▶ **THE DATA**
◇ ◇ ◇ ◇ ◇

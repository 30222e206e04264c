use chrono::{DateTime, Utc};
use serde::{Deserialize, Serialize};
use uuid::Uuid;

// -- JWT Claims --

/// Access-token claims. Canonical definition lives here so the token issuer
/// and the session-verifier middleware cannot drift apart. Carries enough
/// identity to serve a request without a database lookup.
#[derive(Debug, Clone, Serialize, Deserialize)]
pub struct AccessClaims {
    pub sub: Uuid,
    pub username: String,
    pub email: String,
    pub iat: usize,
    pub exp: usize,
}

/// Refresh-token claims. Identity reference plus a unique token id, so two
/// tokens issued in the same second never collide — rotation compares the
/// stored value byte for byte.
#[derive(Debug, Clone, Serialize, Deserialize)]
pub struct RefreshClaims {
    pub sub: Uuid,
    pub jti: Uuid,
    pub iat: usize,
    pub exp: usize,
}

// -- Response envelope --

/// Uniform success envelope. Failures render the same shape with
/// `success: false` and no `data` (see reel-api's error type).
#[derive(Debug, Serialize)]
pub struct ApiResponse<T: Serialize> {
    pub success: bool,
    #[serde(skip_serializing_if = "Option::is_none")]
    pub data: Option<T>,
    pub message: String,
}

impl<T: Serialize> ApiResponse<T> {
    pub fn ok(data: T, message: impl Into<String>) -> Self {
        Self {
            success: true,
            data: Some(data),
            message: message.into(),
        }
    }
}

// -- Users --

/// User as seen by clients. Never carries the password hash or the stored
/// refresh token.
#[derive(Debug, Serialize)]
#[serde(rename_all = "camelCase")]
pub struct UserResponse {
    pub id: Uuid,
    pub username: String,
    pub email: String,
    pub full_name: String,
    pub avatar_url: String,
    pub cover_url: Option<String>,
    pub created_at: DateTime<Utc>,
}

#[derive(Debug, Deserialize)]
#[serde(deny_unknown_fields, rename_all = "camelCase")]
pub struct LoginRequest {
    /// Username or email.
    pub identifier: String,
    pub password: String,
}

#[derive(Debug, Serialize)]
#[serde(rename_all = "camelCase")]
pub struct LoginResponse {
    pub user: UserResponse,
    pub access_token: String,
    pub refresh_token: String,
}

#[derive(Debug, Deserialize)]
#[serde(deny_unknown_fields, rename_all = "camelCase")]
pub struct RefreshRequest {
    pub refresh_token: Option<String>,
}

#[derive(Debug, Serialize)]
#[serde(rename_all = "camelCase")]
pub struct TokenPairResponse {
    pub access_token: String,
    pub refresh_token: String,
}

#[derive(Debug, Deserialize)]
#[serde(deny_unknown_fields, rename_all = "camelCase")]
pub struct ChangePasswordRequest {
    pub old_password: String,
    pub new_password: String,
}

// -- Videos --

#[derive(Debug, Serialize)]
#[serde(rename_all = "camelCase")]
pub struct VideoResponse {
    pub id: Uuid,
    pub owner_id: Uuid,
    pub owner_username: String,
    pub video_url: String,
    pub thumbnail_url: String,
    pub title: String,
    pub description: String,
    pub duration_secs: u32,
    pub views: u64,
    pub published: bool,
    pub created_at: DateTime<Utc>,
}

#[derive(Debug, Deserialize)]
#[serde(deny_unknown_fields, rename_all = "camelCase")]
pub struct UpdateVideoRequest {
    pub title: Option<String>,
    pub description: Option<String>,
}
#[cfg(test)]
mod tests {
    use super::*;
    use crate::state::AppStateInner;
    use crate::tokens::TokenIssuer;
    use axum::body::{Body, to_bytes};
    use axum::extract::FromRequest;
    use axum::http::{Request, header};
    use reel_media::{MediaClient, Staging};
    use std::sync::Arc;

    async fn test_state() -> AppState {
        let staging_dir = std::env::temp_dir().join(format!("reel-users-test-{}", Uuid::new_v4()));
        Arc::new(AppStateInner {
            db: reel_db::Database::open_in_memory().unwrap(),
            tokens: TokenIssuer::new("access-secret".into(), "refresh-secret".into(), 15, 7),
            staging: Staging::new(staging_dir).await.unwrap(),
            media: MediaClient::new("http://127.0.0.1:1".into(), "test-key".into()),
        })
    }

    /// Like `test_state`, but backed by a live stand-in media host that
    /// accepts every upload.
    async fn media_backed_state() -> AppState {
        let app = axum::Router::new().route(
            "/upload",
            axum::routing::post(|| async {
                Json(serde_json::json!({ "url": "https://media.test/asset" }))
            }),
        );
        let listener = tokio::net::TcpListener::bind("127.0.0.1:0").await.unwrap();
        let base_url = format!("http://{}", listener.local_addr().unwrap());
        tokio::spawn(async move { axum::serve(listener, app).await.unwrap() });

        let staging_dir = std::env::temp_dir().join(format!("reel-users-test-{}", Uuid::new_v4()));
        Arc::new(AppStateInner {
            db: reel_db::Database::open_in_memory().unwrap(),
            tokens: TokenIssuer::new("access-secret".into(), "refresh-secret".into(), 15, 7),
            staging: Staging::new(staging_dir).await.unwrap(),
            media: MediaClient::new(base_url, "test-key".into()),
        })
    }

    const BOUNDARY: &str = "reel-test-boundary";

    fn text_part(name: &str, value: &str) -> String {
        format!("--{BOUNDARY}\r\nContent-Disposition: form-data; name=\"{name}\"\r\n\r\n{value}\r\n")
    }

    fn file_part(name: &str, contents: &str) -> String {
        format!(
            "--{BOUNDARY}\r\nContent-Disposition: form-data; name=\"{name}\"; filename=\"{name}.png\"\r\nContent-Type: image/png\r\n\r\n{contents}\r\n"
        )
    }

    fn register_form(username: &str, email: &str) -> String {
        let mut body = String::new();
        body.push_str(&text_part("username", username));
        body.push_str(&text_part("email", email));
        body.push_str(&text_part("fullName", "Alice A"));
        body.push_str(&text_part("password", "secret123"));
        body.push_str(&file_part("avatar", "avatar-bytes"));
        body.push_str(&format!("--{BOUNDARY}--\r\n"));
        body
    }

    async fn multipart_from(body: String) -> Multipart {
        let req = Request::builder()
            .header(
                header::CONTENT_TYPE,
                format!("multipart/form-data; boundary={BOUNDARY}"),
            )
            .body(Body::from(body))
            .unwrap();
        Multipart::from_request(req, &()).await.unwrap()
    }

    fn seed_alice(state: &AppState) -> Uuid {
        let id = Uuid::new_v4();
        let hash = password::hash("secret123").unwrap();
        state
            .db
            .create_user(&id.to_string(), "alice", "a@x.com", "Alice A", &hash, "http://m/a.png", None)
            .unwrap();
        id
    }

    fn login_req(identifier: &str, password: &str) -> Json<LoginRequest> {
        Json(LoginRequest {
            identifier: identifier.into(),
            password: password.into(),
        })
    }

    #[test]
    fn username_and_password_rules() {
        assert!(validate_username("al").is_err());
        assert!(validate_username(&"a".repeat(33)).is_err());
        assert!(validate_username("alice").is_ok());

        assert!(validate_password("short").is_err());
        assert!(validate_password("secret123").is_ok());

        assert!(validate_email("not-an-email").is_err());
        assert!(validate_email("a@x.com").is_ok());
    }

    #[tokio::test]
    async fn register_returns_the_sanitized_new_user() {
        let state = media_backed_state().await;
        let multipart = multipart_from(register_form("alice", "a@x.com")).await;

        let resp = register(State(state.clone()), multipart)
            .await
            .unwrap()
            .into_response();
        assert_eq!(resp.status(), StatusCode::CREATED);

        let bytes = to_bytes(resp.into_body(), 64 * 1024).await.unwrap();
        let json: serde_json::Value = serde_json::from_slice(&bytes).unwrap();
        assert_eq!(json["success"], true);
        assert_eq!(json["data"]["username"], "alice");
        assert_eq!(json["data"]["avatarUrl"], "https://media.test/asset");
        let data = json["data"].as_object().unwrap();
        assert!(!data.contains_key("password"));
        assert!(!data.contains_key("refreshToken"));

        // The stored credential is a hash, never the plaintext.
        let row = state.db.get_user_by_username("alice").unwrap().unwrap();
        assert_ne!(row.password, "secret123");
        assert!(password::verify("secret123", &row.password).unwrap());
    }

    #[tokio::test]
    async fn register_rejects_a_taken_username() {
        let state = media_backed_state().await;
        register(
            State(state.clone()),
            multipart_from(register_form("alice", "a@x.com")).await,
        )
        .await
        .map(|_| ())
        .unwrap();

        let err = register(
            State(state.clone()),
            multipart_from(register_form("alice", "b@x.com")).await,
        )
        .await
        .map(|_| ())
        .unwrap_err();
        assert!(matches!(err, ApiError::Conflict(_)));
        assert!(state.db.get_user_by_email("b@x.com").unwrap().is_none());
    }

    #[tokio::test]
    async fn failed_avatar_upload_aborts_registration() {
        // Media host unreachable: the upload fails before any row is written.
        let state = test_state().await;
        let err = register(
            State(state.clone()),
            multipart_from(register_form("alice", "a@x.com")).await,
        )
        .await
        .map(|_| ())
        .unwrap_err();
        assert!(matches!(err, ApiError::Internal(_)));
        assert!(state.db.get_user_by_username("alice").unwrap().is_none());
    }

    #[tokio::test]
    async fn losing_the_insert_race_is_a_conflict() {
        let state = test_state().await;
        seed_alice(&state);

        // As if two registrations both passed the availability check and the
        // second insert hit the UNIQUE constraint.
        let err = state
            .db
            .create_user(&Uuid::new_v4().to_string(), "alice", "other@x.com", "A", "$h", "http://m/a.png", None)
            .unwrap_err();
        assert!(matches!(create_user_error(err), ApiError::Conflict(_)));

        let other = create_user_error(anyhow::anyhow!("disk full"));
        assert!(matches!(other, ApiError::Internal(_)));
    }

    #[tokio::test]
    async fn duplicate_identity_is_a_conflict() {
        let state = test_state().await;
        seed_alice(&state);

        let by_name = check_identity_available(&state, "alice", "other@x.com").unwrap_err();
        assert!(matches!(by_name, ApiError::Conflict(_)));

        let by_email = check_identity_available(&state, "bob", "a@x.com").unwrap_err();
        assert!(matches!(by_email, ApiError::Conflict(_)));

        assert!(check_identity_available(&state, "bob", "b@x.com").is_ok());
    }

    #[tokio::test]
    async fn login_with_wrong_password_issues_nothing() {
        let state = test_state().await;
        let id = seed_alice(&state);

        let err = login(State(state.clone()), CookieJar::new(), login_req("alice", "hunter2"))
            .await
            .map(|_| ())
            .unwrap_err();
        assert!(matches!(err, ApiError::Unauthorized(_)));

        // No refresh token was persisted.
        let row = state.db.get_user_by_id(&id.to_string()).unwrap().unwrap();
        assert!(row.refresh_token.is_none());
    }

    #[tokio::test]
    async fn login_persists_a_refresh_token() {
        let state = test_state().await;
        let id = seed_alice(&state);

        login(State(state.clone()), CookieJar::new(), login_req("a@x.com", "secret123"))
            .await
            .map(|_| ())
            .unwrap();

        let row = state.db.get_user_by_id(&id.to_string()).unwrap().unwrap();
        let stored = row.refresh_token.expect("refresh token stored");
        assert!(state.tokens.verify_refresh(&stored).is_ok());
    }

    #[tokio::test]
    async fn second_login_invalidates_the_first_session() {
        let state = test_state().await;
        let id = seed_alice(&state);

        login(State(state.clone()), CookieJar::new(), login_req("alice", "secret123"))
            .await
            .map(|_| ())
            .unwrap();
        let first = state
            .db
            .get_user_by_id(&id.to_string())
            .unwrap()
            .unwrap()
            .refresh_token
            .unwrap();

        login(State(state.clone()), CookieJar::new(), login_req("alice", "secret123"))
            .await
            .map(|_| ())
            .unwrap();
        let second = state
            .db
            .get_user_by_id(&id.to_string())
            .unwrap()
            .unwrap()
            .refresh_token
            .unwrap();
        assert_ne!(first, second);

        // The superseded token no longer refreshes.
        let body = Bytes::from(format!(r#"{{"refreshToken":"{first}"}}"#));
        let err = refresh(State(state.clone()), CookieJar::new(), body)
            .await
            .map(|_| ())
            .unwrap_err();
        assert!(matches!(err, ApiError::Unauthorized(_)));
    }

    #[tokio::test]
    async fn refresh_rotates_the_stored_token() {
        let state = test_state().await;
        let id = seed_alice(&state);

        login(State(state.clone()), CookieJar::new(), login_req("alice", "secret123"))
            .await
            .map(|_| ())
            .unwrap();
        let issued = state
            .db
            .get_user_by_id(&id.to_string())
            .unwrap()
            .unwrap()
            .refresh_token
            .unwrap();

        let body = Bytes::from(format!(r#"{{"refreshToken":"{issued}"}}"#));
        refresh(State(state.clone()), CookieJar::new(), body)
            .await
            .map(|_| ())
            .unwrap();

        let rotated = state
            .db
            .get_user_by_id(&id.to_string())
            .unwrap()
            .unwrap()
            .refresh_token
            .unwrap();
        assert_ne!(issued, rotated);
    }

    #[tokio::test]
    async fn logout_clears_the_stored_token() {
        let state = test_state().await;
        let id = seed_alice(&state);
        state.db.set_refresh_token(&id.to_string(), Some("live")).unwrap();

        let current = CurrentUser {
            id,
            username: "alice".into(),
            email: "a@x.com".into(),
        };
        logout(State(state.clone()), Extension(current), CookieJar::new())
            .await
            .map(|_| ())
            .unwrap();

        let row = state.db.get_user_by_id(&id.to_string()).unwrap().unwrap();
        assert!(row.refresh_token.is_none());
    }

    #[tokio::test]
    async fn change_password_requires_the_old_one() {
        let state = test_state().await;
        let id = seed_alice(&state);
        let current = CurrentUser {
            id,
            username: "alice".into(),
            email: "a@x.com".into(),
        };

        let wrong = change_password(
            State(state.clone()),
            Extension(current.clone()),
            Json(ChangePasswordRequest {
                old_password: "hunter2".into(),
                new_password: "newsecret1".into(),
            }),
        )
        .await
        .map(|_| ())
        .unwrap_err();
        assert!(matches!(wrong, ApiError::Unauthorized(_)));

        change_password(
            State(state.clone()),
            Extension(current),
            Json(ChangePasswordRequest {
                old_password: "secret123".into(),
                new_password: "newsecret1".into(),
            }),
        )
        .await
        .map(|_| ())
        .unwrap();

        let row = state.db.get_user_by_id(&id.to_string()).unwrap().unwrap();
        assert!(password::verify("newsecret1", &row.password).unwrap());
        assert!(!password::verify("secret123", &row.password).unwrap());
    }

    #[tokio::test]
    async fn sanitized_user_never_serializes_credentials() {
        let state = test_state().await;
        let id = seed_alice(&state);
        state.db.set_refresh_token(&id.to_string(), Some("live")).unwrap();

        let row = state.db.get_user_by_id(&id.to_string()).unwrap().unwrap();
        let json = serde_json::to_value(sanitize(row)).unwrap();
        let obj = json.as_object().unwrap();
        assert!(!obj.contains_key("password"));
        assert!(!obj.contains_key("refreshToken"));
        assert_eq!(json["username"], "alice");
    }
}
mod config;

use std::net::SocketAddr;
use std::sync::Arc;

use axum::{
    Json, Router,
    extract::DefaultBodyLimit,
    http::StatusCode,
    middleware,
    routing::{get, post},
};
use tower_http::cors::CorsLayer;
use tower_http::trace::TraceLayer;
use tracing::info;

use reel_api::middleware::require_auth;
use reel_api::state::{AppState, AppStateInner};
use reel_api::tokens::TokenIssuer;
use reel_api::{users, videos};
use reel_media::{MediaClient, Staging};

use crate::config::Config;

#[tokio::main]
async fn main() -> anyhow::Result<()> {
    // Load .env if present
    let _ = dotenvy::dotenv();

    // Init logging
    tracing_subscriber::fmt()
        .with_env_filter(
            tracing_subscriber::EnvFilter::try_from_default_env()
                .unwrap_or_else(|_| "reel=debug,tower_http=debug".into()),
        )
        .init();

    let config = Config::load()?;

    // Init database and media pipeline
    let db = reel_db::Database::open(&config.db_path)?;
    let staging = Staging::new(config.staging_dir.clone()).await?;
    let media = MediaClient::new(config.media_base_url.clone(), config.media_api_key.clone());
    let tokens = TokenIssuer::new(
        config.access_token_secret.clone(),
        config.refresh_token_secret.clone(),
        config.access_ttl_mins,
        config.refresh_ttl_days,
    );

    // Shared state
    let state: AppState = Arc::new(AppStateInner {
        db,
        tokens,
        staging,
        media,
    });

    // Routes
    let public_user_routes = Router::new()
        .route("/users/register", post(users::register))
        .route("/users/login", post(users::login))
        .route("/users/refresh", post(users::refresh));

    let protected_user_routes = Router::new()
        .route("/users/logout", post(users::logout))
        .route("/users/profile", get(users::profile))
        .route("/users/change-password", post(users::change_password))
        .layer(middleware::from_fn_with_state(state.clone(), require_auth));

    // Video mutations verify the session in-handler: their sibling routes on
    // the same paths are public, so the middleware cannot wrap them wholesale.
    let video_routes = Router::new()
        .route("/videos", get(videos::list_videos).post(videos::create_video))
        .route(
            "/videos/{id}",
            get(videos::get_video)
                .patch(videos::update_video)
                .delete(videos::delete_video),
        )
        .route("/videos/{id}/toggle-publish", post(videos::toggle_publish));

    let app = Router::new()
        .merge(public_user_routes)
        .merge(protected_user_routes)
        .merge(video_routes)
        .route("/health", get(health))
        .fallback(not_found)
        .layer(DefaultBodyLimit::max(512 * 1024 * 1024)) // video uploads
        .layer(CorsLayer::permissive())
        .layer(TraceLayer::new_for_http())
        .with_state(state);

    let addr: SocketAddr = format!("{}:{}", config.host, config.port).parse()?;
    info!("Reel server listening on {}", addr);

    let listener = tokio::net::TcpListener::bind(addr).await?;
    axum::serve(listener, app)
        .with_graceful_shutdown(shutdown_signal())
        .await?;

    Ok(())
}

async fn health() -> &'static str {
    "ok"
}

/// Unmatched routes get the same envelope as every other failure.
async fn not_found() -> (StatusCode, Json<serde_json::Value>) {
    (
        StatusCode::NOT_FOUND,
        Json(serde_json::json!({ "success": false, "message": "route not found" })),
    )
}

async fn shutdown_signal() {
    let ctrl_c = tokio::signal::ctrl_c();
    #[cfg(unix)]
    {
        let mut sigterm =
            tokio::signal::unix::signal(tokio::signal::unix::SignalKind::terminate())
                .expect("failed to install SIGTERM handler");
        tokio::select! {
            _ = ctrl_c => info!("Received Ctrl+C, shutting down..."),
            _ = sigterm.recv() => info!("Received SIGTERM, shutting down..."),
        }
    }
    #[cfg(not(unix))]
    {
        ctrl_c.await.ok();
        info!("Received Ctrl+C, shutting down...");
    }
}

◇ ◇ ◇ ◇ ◇

▶ **WORK TO BE COMPLETED**
Where a line of the data contains "description", copy that line.

▶ **OUTPUT BELOW**
    pub description: String,
    pub description: Option<String>,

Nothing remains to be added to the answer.